**WORK ITEM**: Copy all lines below that use the word "presented".

**MATERIAL TO PROCESS**:
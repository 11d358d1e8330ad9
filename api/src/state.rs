use sqlx::PgPool;

use crate::notify::Notifier;

/// How the admin password gate is configured. Resolved once at startup from
/// the environment; `Disabled` rejects every admin request.
#[derive(Clone, Debug, PartialEq, Eq)]
pub enum AdminCredential {
    /// Argon2id PHC hash from `MATURIS_ADMIN_PASSWORD_HASH` (preferred).
    Argon2Hash(String),
    /// Plaintext from `MATURIS_ADMIN_PASSWORD` (dev convenience).
    Plain(String),
    /// Neither variable set; the admin surface stays closed.
    Disabled,
}

impl AdminCredential {
    pub fn from_env() -> Self {
        if let Ok(hash) = std::env::var("MATURIS_ADMIN_PASSWORD_HASH") {
            if !hash.is_empty() {
                return Self::Argon2Hash(hash);
            }
        }
        match std::env::var("MATURIS_ADMIN_PASSWORD") {
            Ok(password) if !password.is_empty() => Self::Plain(password),
            _ => Self::Disabled,
        }
    }

    pub fn verify(&self, presented: &str) -> bool {
        match self {
            Self::Argon2Hash(hash) => {
                maturis_core::auth::verify_password(presented, hash).unwrap_or(false)
            }
            Self::Plain(password) => maturis_core::auth::digest_eq(presented, password),
            Self::Disabled => false,
        }
    }
}

#[derive(Clone)]
pub struct AppState {
    pub db: PgPool,
    pub admin: AdminCredential,
    pub notifier: Option<Notifier>,
}

#[cfg(test)]
mod tests {
    use super::*;

    #[test]
    fn plain_credential_verifies_exact_match_only() {
        let credential = AdminCredential::Plain("hunter2".to_string());
        assert!(credential.verify("hunter2"));
        assert!(!credential.verify("hunter"));
        assert!(!credential.verify(""));
    }

    #[test]
    fn argon2_credential_verifies_against_hash() {
        let hash = maturis_core::auth::hash_password("hunter2").unwrap();
        let credential = AdminCredential::Argon2Hash(hash);
        assert!(credential.verify("hunter2"));
        assert!(!credential.verify("hunter3"));
    }

    #[test]
    fn malformed_hash_rejects_instead_of_erroring() {
        let credential = AdminCredential::Argon2Hash("garbage".to_string());
        assert!(!credential.verify("anything"));
    }

    #[test]
    fn disabled_credential_rejects_everything() {
        assert!(!AdminCredential::Disabled.verify("hunter2"));
        assert!(!AdminCredential::Disabled.verify(""));
    }
}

**TASK RESULT**:
    pub fn verify(&self, presented: &str) -> bool {
                maturis_core::auth::verify_password(presented, hash).unwrap_or(false)
            Self::Plain(password) => maturis_core::auth::digest_eq(presented, password),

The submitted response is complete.